For the early studies, patients were recruited on the basis of surgical exclusion. This could be for a variety of reasons, including poor clinical grade after SAH, general lack of fitness for surgery, and surgical inaccessibility. As a result, the published data contained a predominance of posterior circulation aneurysms.3,4 This in itself was not a problem, and in fact some groups report easier catheterization of posterior circulation aneurysms because the vessels are less tortuous3; however, it made comparison of EVT and surgical series less valuable. Although this bias is now less marked, and in some cases even reversed,5,6,12,13,16 in all of these more recent series the most common individual locations were the basilar tip or parophthalmic aneurysms. This confirms that surgical inaccessibility remains an important factor in the choice of EVT. As experience of coiling at other sites grows, previously unknown situations that make coiling unsuitable have come to light: Debrun et al6 found that aneurysms in which multiple branches arose were particularly difficult (eg, at the middle cerebral artery trifurcation) because the vessels obscured the aneurysm neck, increasing risk of coil protrusion, and thus thrombosis, in the parent artery. This observation reiterates the importance of meticulous pretherapeutic angiography and planning before opting for EVT.

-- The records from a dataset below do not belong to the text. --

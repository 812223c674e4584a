use accord_types::Shape;
use serde::{Deserialize, Serialize};
use thiserror::Error;

#[derive(Debug, Error, PartialEq, Eq)]
pub enum RouteError {
    #[error("signature declares {count} parameters; a route accepts at most one")]
    MultiParam { count: usize },
}

/// One operation's schema triple. `param` is always present and defaults to
/// the accepts-nothing shape; `header` and `ret` stay absent until declared,
/// which is distinct from a present-but-empty record.
#[derive(Debug, Clone, PartialEq, Serialize, Deserialize)]
pub struct Route {
    #[serde(default = "Shape::nothing")]
    pub param: Shape,
    #[serde(default, skip_serializing_if = "Option::is_none")]
    pub header: Option<Shape>,
    #[serde(default, skip_serializing_if = "Option::is_none", rename = "return")]
    pub ret: Option<Shape>,
}

impl Route {
    /// A route that takes nothing, returns nothing, and carries no headers.
    pub fn empty() -> Self {
        Route {
            param: Shape::nothing(),
            header: None,
            ret: None,
        }
    }

    pub fn params(param: impl Into<Shape>) -> Self {
        Route {
            param: param.into(),
            ..Route::empty()
        }
    }

    pub fn returns(mut self, shape: impl Into<Shape>) -> Self {
        self.ret = Some(shape.into());
        self
    }

    pub fn headers(mut self, shape: impl Into<Shape>) -> Self {
        self.header = Some(shape.into());
        self
    }

    /// Derive a route from a typed call signature. At most one positional
    /// parameter is supported; zero parameters mean the route takes nothing.
    pub fn from_signature(signature: &Signature) -> Result<Self, RouteError> {
        let param = match signature.params.as_slice() {
            [] => Shape::nothing(),
            [one] => one.clone(),
            many => {
                return Err(RouteError::MultiParam { count: many.len() });
            }
        };
        Ok(Route {
            param,
            header: None,
            ret: signature.ret.clone(),
        })
    }
}

impl Default for Route {
    fn default() -> Self {
        Route::empty()
    }
}

/// A callable's declared shape: positional parameters and an optional
/// return. Feeds [`Route::from_signature`] and the server binder's
/// implementation-versus-route check.
#[derive(Debug, Clone, PartialEq, Default, Serialize, Deserialize)]
pub struct Signature {
    #[serde(default)]
    pub params: Vec<Shape>,
    #[serde(default, skip_serializing_if = "Option::is_none", rename = "return")]
    pub ret: Option<Shape>,
}

impl Signature {
    pub fn new() -> Self {
        Signature::default()
    }

    pub fn param(mut self, shape: impl Into<Shape>) -> Self {
        self.params.push(shape.into());
        self
    }

    pub fn returns(mut self, shape: impl Into<Shape>) -> Self {
        self.ret = Some(shape.into());
        self
    }
}

#[cfg(test)]
mod tests {
    use super::*;
    use indexmap::IndexMap;

    #[test]
    fn builder_returns_new_values() {
        let base = Route::params(Shape::record([("a", Shape::number())]));
        let with_return = base.clone().returns(Shape::number());
        assert!(base.ret.is_none());
        assert_eq!(with_return.ret, Some(Shape::number()));
        assert_eq!(with_return.param, base.param);
    }

    #[test]
    fn header_mapping_normalizes_to_record() {
        let fields = IndexMap::from([("token".to_string(), Shape::text())]);
        let route = Route::empty().headers(fields);
        assert_eq!(
            route.header,
            Some(Shape::record([("token", Shape::text())]))
        );
    }

    #[test]
    fn empty_route_accepts_nothing() {
        let route = Route::empty();
        assert!(route.param.is_nothing());
        assert!(route.header.is_none());
        assert!(route.ret.is_none());
    }

    #[test]
    fn signature_with_one_param_becomes_the_param_shape() {
        let signature = Signature::new()
            .param(Shape::record([("a", Shape::number())]))
            .returns(Shape::number());
        let route = Route::from_signature(&signature).expect("route");
        assert_eq!(route.param, Shape::record([("a", Shape::number())]));
        assert_eq!(route.ret, Some(Shape::number()));
    }

    #[test]
    fn signature_with_no_params_accepts_nothing() {
        let route = Route::from_signature(&Signature::new()).expect("route");
        assert!(route.param.is_nothing());
        assert!(route.ret.is_none());
    }

    #[test]
    fn multi_param_signature_is_fatal() {
        let signature = Signature::new().param(Shape::int()).param(Shape::int());
        let err = Route::from_signature(&signature).unwrap_err();
        assert_eq!(err, RouteError::MultiParam { count: 2 });
    }

    #[test]
    fn route_json_defaults_param_to_nothing() {
        let route: Route = serde_json::from_str("{}").expect("route");
        assert!(route.param.is_nothing());
        let json = serde_json::to_value(Route::empty()).expect("json");
        assert_eq!(json, serde_json::json!({"param": {"nothing": {}}}));
    }
}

There are now 2 options for the treatment of intracranial aneurysms, and available data suggest that the outcomes for each are similar. In certain circumstances each one has an advantage over the other, and different patients might be more suited to one but not the other. Endovascular therapy lends itself to small aneurysms (diameter, 4-10 mm), with neck widths less than 5 mm and dome-to-neck ratios greater than 2, in which the chances of total angiographic occlusion are highest. The most common individual locations treated in the published data are the basilar tip and parophthalmic aneurysms. Most of cerebral aneurysms in the posterior circulation and a few in the anterior circulation are better treated using endovascular coiling technique rather than surgically. A multidisciplinary approach with free communication between the interventional neuroradiologist and the neurosurgeon should be emphasized, with meticulous planning on the basis of pretherapeutic angiography. We need to continuously evaluate the data from surgical and endovascular series and any randomized trials to ensure the continued optimal management of patients with intracranial aneurysms. New technology will continue to make advances in this field.
Accepted for publication April 4, 2000.